PRINCIPLES OF TOXICOLOGY

462 RISK ASSESSMENT
characterization of potential risks posed by the chemicals but also in developing effective strategies
for managing the risks.
A particularly important aspect of the risk characterization is a discussion of the uncertainties
associated with the risk estimates. Each individual step in the risk assessment process is a potential
source of uncertainty. Many of these are discussed throughout the chapter, and include uncertainty
associated with estimating exposure (e.g., measurement errors, uncertainty in selecting the best
exposure models, uncertainty regarding exposure conditions that will exist in the future) as well as
determining safe levels of exposure (e.g., uncertainty regarding the shape of the dose–response
relationship in the low-dose region and extrapolating results from animals to humans, uncertainty that
the most sensitive health effect has been identified, uncertainty regarding ways that multiple chemicals
might interact). These need to be articulated in the risk characterization so that an appreciation of the
level of confidence and conservatism in the risk estimate can be gained. Without a discussion of
uncertainty, risk assessment results are often perceived as being more precise than they really are,
which could lead to misuse. Minimally, uncertainties should be discussed qualitatively, identifying the
source or nature of each uncertainty and how, in a general way, it could affect the risk estimation (i.e.,
whether the approach taken, in view of the uncertainty, is likely to contribute to an over- or
underestimation of risk). A semiquantitative perspective is helpful, in which the implications of model
and assumption choices on the risk estimate are described in rough, order-of-magnitude terms. As
discussed in Section 18.6, probabilistic techniques can be used to provide more precise quantitative
expression of the uncertainties associated with risk estimates, as well as a description of variability in
risks encountered in exposed populations. This approach is attractive in that it offers a much richer
characterization of the risks and uncertainties than do the more traditional risk estimation techniques.
It is technically demanding, however, requiring much greater time, resources, data, and technical
expertise.
18.6 PROBABILISTIC VERSUS DETERMINISTIC RISK ASSESSMENTS
Risk assessments are rarely performed for a single individual. Instead, risk assessments are designed
primarily to characterize risks to populations of individuals. Many—perhaps most—of the factors that
affect risk can vary from one person to another. Differences in body weight, inhalation rate, frequency
and duration of contact with contaminated media, and even sensitivity to toxicity, are examples of
factors that can lead to different risks among individuals, even if the concentration of chemical to which
they are all exposed is the same.
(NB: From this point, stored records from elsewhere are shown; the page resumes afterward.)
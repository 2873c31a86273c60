//! Configuration System
//!
//! Handles loading configuration from files and environment variables.
//! Supports TOML config files and environment variable overrides.

use serde::Deserialize;
use std::path::{Path, PathBuf};
use std::time::Duration;

/// Main configuration structure
#[derive(Debug, Clone, Default, Deserialize)]
pub struct Config {
    #[serde(default)]
    pub connection: ConnectionConfig,

    #[serde(default)]
    pub subscription: SubscriptionConfig,

    #[serde(default)]
    pub cache: CacheConfig,

    #[serde(default)]
    pub live: LiveDataConfig,

    #[serde(default)]
    pub api: ApiConfig,

    #[serde(default)]
    pub logging: LoggingConfig,
}

/// Live-data socket configuration
#[derive(Debug, Clone, Deserialize)]
pub struct ConnectionConfig {
    #[serde(default = "default_ws_url")]
    pub url: String,

    /// Base interval for reconnect backoff
    #[serde(default = "default_reconnect_interval")]
    pub reconnect_interval_ms: u64,

    #[serde(default = "default_max_reconnect_attempts")]
    pub max_reconnect_attempts: u32,

    /// Upper bound for a single backoff delay
    #[serde(default = "default_max_reconnect_delay")]
    pub max_reconnect_delay_ms: u64,

    #[serde(default = "default_heartbeat_interval")]
    pub heartbeat_interval_ms: u64,

    #[serde(default = "default_client_id")]
    pub client_id: String,

    #[serde(default = "default_protocol_version")]
    pub protocol_version: String,

    #[serde(default = "default_capabilities")]
    pub capabilities: Vec<String>,
}

fn default_ws_url() -> String {
    "ws://localhost:8080/ws/monitoring".to_string()
}

fn default_reconnect_interval() -> u64 {
    1000
}

fn default_max_reconnect_attempts() -> u32 {
    5
}

fn default_max_reconnect_delay() -> u64 {
    30_000
}

fn default_heartbeat_interval() -> u64 {
    30_000
}

fn default_client_id() -> String {
    format!("enginewatch-{}", uuid::Uuid::new_v4())
}

fn default_protocol_version() -> String {
    "1.0".to_string()
}

fn default_capabilities() -> Vec<String> {
    ["data_update", "alert", "device_status", "heartbeat"]
        .iter()
        .map(|s| s.to_string())
        .collect()
}

impl ConnectionConfig {
    pub fn reconnect_interval(&self) -> Duration {
        Duration::from_millis(self.reconnect_interval_ms)
    }

    pub fn max_reconnect_delay(&self) -> Duration {
        Duration::from_millis(self.max_reconnect_delay_ms)
    }

    pub fn heartbeat_interval(&self) -> Duration {
        Duration::from_millis(self.heartbeat_interval_ms)
    }
}

impl Default for ConnectionConfig {
    fn default() -> Self {
        Self {
            url: default_ws_url(),
            reconnect_interval_ms: default_reconnect_interval(),
            max_reconnect_attempts: default_max_reconnect_attempts(),
            max_reconnect_delay_ms: default_max_reconnect_delay(),
            heartbeat_interval_ms: default_heartbeat_interval(),
            client_id: default_client_id(),
            protocol_version: default_protocol_version(),
            capabilities: default_capabilities(),
        }
    }
}

/// Subscription behavior
#[derive(Debug, Clone, Deserialize)]
pub struct SubscriptionConfig {
    /// How long to wait for a SUBSCRIPTION_ACK
    #[serde(default = "default_subscription_timeout")]
    pub subscription_timeout_ms: u64,

    #[serde(default = "default_frequency")]
    pub default_frequency_ms: u64,
}

fn default_subscription_timeout() -> u64 {
    10_000
}

fn default_frequency() -> u64 {
    1000
}

impl SubscriptionConfig {
    pub fn timeout(&self) -> Duration {
        Duration::from_millis(self.subscription_timeout_ms)
    }
}

impl Default for SubscriptionConfig {
    fn default() -> Self {
        Self {
            subscription_timeout_ms: default_subscription_timeout(),
            default_frequency_ms: default_frequency(),
        }
    }
}

/// Historical query cache
#[derive(Debug, Clone, Deserialize)]
pub struct CacheConfig {
    #[serde(default = "default_max_cache_size")]
    pub max_cache_size: usize,

    /// Lifetime of a cached result
    #[serde(default = "default_ttl")]
    pub ttl_secs: u64,

    /// Period of the background expiry sweep
    #[serde(default = "default_cleanup_interval")]
    pub cleanup_interval_secs: u64,
}

fn default_max_cache_size() -> usize {
    100
}

fn default_ttl() -> u64 {
    30 * 60
}

fn default_cleanup_interval() -> u64 {
    5 * 60
}

impl CacheConfig {
    pub fn ttl(&self) -> Duration {
        Duration::from_secs(self.ttl_secs)
    }

    pub fn cleanup_interval(&self) -> Duration {
        Duration::from_secs(self.cleanup_interval_secs)
    }
}

impl Default for CacheConfig {
    fn default() -> Self {
        Self {
            max_cache_size: default_max_cache_size(),
            ttl_secs: default_ttl(),
            cleanup_interval_secs: default_cleanup_interval(),
        }
    }
}

/// Per-device live buffers
#[derive(Debug, Clone, Deserialize)]
pub struct LiveDataConfig {
    /// Readings kept for live display
    #[serde(default = "default_recent_capacity")]
    pub recent_capacity: usize,

    /// Readings kept for trend queries
    #[serde(default = "default_history_capacity")]
    pub history_capacity: usize,

    #[serde(default = "default_listener_capacity")]
    pub listener_capacity: usize,
}

fn default_recent_capacity() -> usize {
    1000
}

fn default_history_capacity() -> usize {
    5000
}

fn default_listener_capacity() -> usize {
    1024
}

impl Default for LiveDataConfig {
    fn default() -> Self {
        Self {
            recent_capacity: default_recent_capacity(),
            history_capacity: default_history_capacity(),
            listener_capacity: default_listener_capacity(),
        }
    }
}

/// REST collaborator configuration
#[derive(Debug, Clone, Deserialize)]
pub struct ApiConfig {
    #[serde(default = "default_api_url")]
    pub base_url: String,

    #[serde(default = "default_request_timeout")]
    pub request_timeout_ms: u64,

    #[serde(default = "default_page_size")]
    pub page_size: u32,

    /// Retries after the first failed fetch
    #[serde(default = "default_max_retries")]
    pub max_retries: u32,

    /// Linear backoff step between retries
    #[serde(default = "default_retry_delay")]
    pub retry_base_delay_ms: u64,
}

fn default_api_url() -> String {
    "http://localhost:8080".to_string()
}

fn default_request_timeout() -> u64 {
    30_000
}

fn default_page_size() -> u32 {
    1000
}

fn default_max_retries() -> u32 {
    2
}

fn default_retry_delay() -> u64 {
    1000
}

impl ApiConfig {
    pub fn request_timeout(&self) -> Duration {
        Duration::from_millis(self.request_timeout_ms)
    }

    pub fn retry_base_delay(&self) -> Duration {
        Duration::from_millis(self.retry_base_delay_ms)
    }
}

impl Default for ApiConfig {
    fn default() -> Self {
        Self {
            base_url: default_api_url(),
            request_timeout_ms: default_request_timeout(),
            page_size: default_page_size(),
            max_retries: default_max_retries(),
            retry_base_delay_ms: default_retry_delay(),
        }
    }
}

/// Logging configuration
#[derive(Debug, Clone, Deserialize)]
pub struct LoggingConfig {
    #[serde(default = "default_log_level")]
    pub level: String,

    #[serde(default = "default_log_format")]
    pub format: String,
}

fn default_log_level() -> String {
    "info".to_string()
}

fn default_log_format() -> String {
    "pretty".to_string()
}

impl Default for LoggingConfig {
    fn default() -> Self {
        Self {
            level: default_log_level(),
            format: default_log_format(),
        }
    }
}

impl Config {
    /// Load configuration from a file
    pub fn load(path: &Path) -> Result<Self, ConfigError> {
        let content = std::fs::read_to_string(path).map_err(|e| ConfigError::Io {
            path: path.to_path_buf(),
            error: e.to_string(),
        })?;

        let config: Config = toml::from_str(&content).map_err(|e| ConfigError::Parse {
            path: path.to_path_buf(),
            error: e.to_string(),
        })?;

        Ok(config)
    }

    /// Load configuration from environment variables only
    pub fn from_env() -> Self {
        let mut config = Config::default();
        config.apply_env_overrides();
        config
    }

    /// Load configuration with environment variable overrides
    pub fn load_with_env(path: &Path) -> Result<Self, ConfigError> {
        let mut config = Self::load(path)?;
        config.apply_env_overrides();
        Ok(config)
    }

    /// Load from default locations or environment
    pub fn load_default() -> Self {
        let config_paths = [
            dirs::config_dir().map(|p| p.join("enginewatch").join("config.toml")),
            Some(PathBuf::from("/etc/enginewatch/config.toml")),
            Some(PathBuf::from("./enginewatch.toml")),
        ];

        for path_opt in config_paths.iter().flatten() {
            if path_opt.exists() {
                match Self::load_with_env(path_opt) {
                    Ok(config) => {
                        tracing::info!("Loaded config from {:?}", path_opt);
                        return config;
                    }
                    Err(e) => {
                        tracing::warn!("Failed to load config from {:?}: {}", path_opt, e);
                    }
                }
            }
        }

        tracing::info!("Using default config with environment overrides");
        Self::from_env()
    }

    /// Apply environment variable overrides to an existing config
    fn apply_env_overrides(&mut self) {
        if let Ok(url) = std::env::var("ENGINEWATCH_WS_URL") {
            self.connection.url = url;
        }
        if let Some(n) = env_parse("ENGINEWATCH_MAX_RECONNECT_ATTEMPTS") {
            self.connection.max_reconnect_attempts = n;
        }
        if let Some(ms) = env_parse("ENGINEWATCH_HEARTBEAT_INTERVAL_MS") {
            self.connection.heartbeat_interval_ms = ms;
        }
        if let Ok(client_id) = std::env::var("ENGINEWATCH_CLIENT_ID") {
            self.connection.client_id = client_id;
        }

        if let Some(ms) = env_parse("ENGINEWATCH_SUBSCRIPTION_TIMEOUT_MS") {
            self.subscription.subscription_timeout_ms = ms;
        }

        if let Some(size) = env_parse("ENGINEWATCH_MAX_CACHE_SIZE") {
            self.cache.max_cache_size = size;
        }

        if let Ok(url) = std::env::var("ENGINEWATCH_API_URL") {
            self.api.base_url = url;
        }

        if let Ok(level) = std::env::var("ENGINEWATCH_LOG_LEVEL") {
            self.logging.level = level;
        }
        if let Ok(format) = std::env::var("ENGINEWATCH_LOG_FORMAT") {
            self.logging.format = format;
        }
    }
}

fn env_parse<T: std::str::FromStr>(key: &str) -> Option<T> {
    std::env::var(key).ok().and_then(|v| v.parse().ok())
}

/// Configuration errors
#[derive(Debug, thiserror::Error)]
pub enum ConfigError {
    #[error("Failed to read config file {path:?}: {error}")]
    Io { path: PathBuf, error: String },

    #[error("Failed to parse config file {path:?}: {error}")]
    Parse { path: PathBuf, error: String },
}

/// Generate a default config file content
pub fn generate_default_config() -> String {
    r#"# Enginewatch Configuration
#
# Environment variables override these settings:
# - ENGINEWATCH_WS_URL
# - ENGINEWATCH_MAX_RECONNECT_ATTEMPTS
# - ENGINEWATCH_HEARTBEAT_INTERVAL_MS
# - ENGINEWATCH_CLIENT_ID
# - ENGINEWATCH_SUBSCRIPTION_TIMEOUT_MS
# - ENGINEWATCH_MAX_CACHE_SIZE
# - ENGINEWATCH_API_URL
# - ENGINEWATCH_LOG_LEVEL
# - ENGINEWATCH_LOG_FORMAT

[connection]
# Live-data WebSocket endpoint
url = "ws://localhost:8080/ws/monitoring"

# Base reconnect delay (ms); doubles per attempt up to max_reconnect_delay_ms
reconnect_interval_ms = 1000
max_reconnect_attempts = 5
max_reconnect_delay_ms = 30000

# Heartbeat period while connected (ms)
heartbeat_interval_ms = 30000

protocol_version = "1.0"
capabilities = ["data_update", "alert", "device_status", "heartbeat"]

[subscription]
# How long to wait for a subscription acknowledgement (ms)
subscription_timeout_ms = 10000
default_frequency_ms = 1000

[cache]
# Maximum cached historical query results
max_cache_size = 100

# Result lifetime (seconds)
ttl_secs = 1800

# Expiry sweep period (seconds)
cleanup_interval_secs = 300

[live]
# Readings kept per device for live display
recent_capacity = 1000

# Readings kept per device for trend queries
history_capacity = 5000

[api]
# REST endpoint for historical data
base_url = "http://localhost:8080"
request_timeout_ms = 30000
page_size = 1000

# Retries after a failed fetch, with linear backoff
max_retries = 2
retry_base_delay_ms = 1000

[logging]
# Log level: trace, debug, info, warn, error
level = "info"

# Log format: pretty (for development) or json (for production)
format = "pretty"
"#
    .to_string()
}

#[cfg(test)]
mod tests {
    use super::*;
    use std::io::Write;

    #[test]
    fn test_defaults() {
        let config = Config::default();
        assert_eq!(config.connection.max_reconnect_attempts, 5);
        assert_eq!(config.connection.max_reconnect_delay(), Duration::from_secs(30));
        assert_eq!(config.cache.ttl(), Duration::from_secs(1800));
        assert_eq!(config.cache.cleanup_interval(), Duration::from_secs(300));
        assert_eq!(config.live.recent_capacity, 1000);
        assert_eq!(config.live.history_capacity, 5000);
        assert_eq!(config.api.max_retries, 2);
        assert!(config.connection.client_id.starts_with("enginewatch-"));
    }

    #[test]
    fn test_generated_config_parses() {
        let config: Config = toml::from_str(&generate_default_config()).unwrap();
        assert_eq!(config.connection.url, "ws://localhost:8080/ws/monitoring");
        assert_eq!(config.cache.max_cache_size, 100);
        assert_eq!(config.subscription.timeout(), Duration::from_secs(10));
        assert_eq!(config.logging.format, "pretty");
    }

    #[test]
    fn test_load_partial_file() {
        let mut file = tempfile::NamedTempFile::new().unwrap();
        writeln!(
            file,
            "[cache]\nmax_cache_size = 7\n\n[connection]\nurl = \"ws://ship:9000/ws\""
        )
        .unwrap();

        let config = Config::load(file.path()).unwrap();
        assert_eq!(config.cache.max_cache_size, 7);
        assert_eq!(config.cache.ttl_secs, 1800);
        assert_eq!(config.connection.url, "ws://ship:9000/ws");
        assert_eq!(config.connection.heartbeat_interval_ms, 30_000);
    }

    #[test]
    fn test_load_errors() {
        let missing = Config::load(Path::new("/nonexistent/enginewatch.toml"));
        assert!(matches!(missing, Err(ConfigError::Io { .. })));

        let mut file = tempfile::NamedTempFile::new().unwrap();
        writeln!(file, "[cache\nbroken").unwrap();
        assert!(matches!(
            Config::load(file.path()),
            Err(ConfigError::Parse { .. })
        ));
    }
}
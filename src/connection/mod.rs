//! Live-data Connection
//!
//! One persistent socket to the ship's monitoring server with handshake,
//! heartbeat and bounded exponential-backoff reconnect.
//!
//! - **State**: `ConnectionState` and the backoff schedule
//! - **Transport**: the `Connector` seam and its WebSocket implementation
//! - **Manager**: lifecycle, sending and inbound frame delivery

mod error;
mod manager;
mod state;
pub(crate) mod transport;

pub use error::ConnectionError;
pub use manager::{
    ConnectionManager, CredentialProvider, ErrorCallback, InboundFrames, SessionEndHook,
};
pub use state::{backoff_delay, ConnectionState};
pub use transport::{Connector, TransportEvent, TransportLink, WsConnector};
Theoretically, there is no single risk for a particular exposure
circumstance, but rather as many different risk values as there are individuals in the exposed population.
In confronting the issue of variability in risk assessment, the traditional approach used for regulatory
purposes has been to simply characterize the risk to individuals within the population with the greatest
exposure. A deterministic approach to risk calculation is used, where a single value is selected for each
exposure variable and a single risk estimate is produced. The exposure assumptions are chosen to
represent the plausible upper bound of exposure, and the risk estimate is said to be associated with
reasonable maximal exposure (RME) or high-end exposure. The development of a single, high-end
risk estimate for regulatory use is consistent with the goal of regulatory agencies to develop risk
management strategies protective of the entire population. For perspective, a deterministic approach
may also be used to develop an estimate of risk for the average individual in the population, that is, a
central tendency estimate of the risk. The problem with this approach is that it provides little
information on the extent to which risk varies within the population. For example, while exposure
values may be selected to develop a high-end estimate of risk, it is difficult to know whether this value
is merely conservative or extreme. Does it represent an exposure that might be exceeded by 1 or 2 out
of every 10 individuals, or does it represent an exposure circumstance so extreme that it is unlikely
ever to take place? This vagueness regarding the degree of conservatism in deterministic risk estimates
undermines their value and creates controversy regarding their use in regulatory decision making.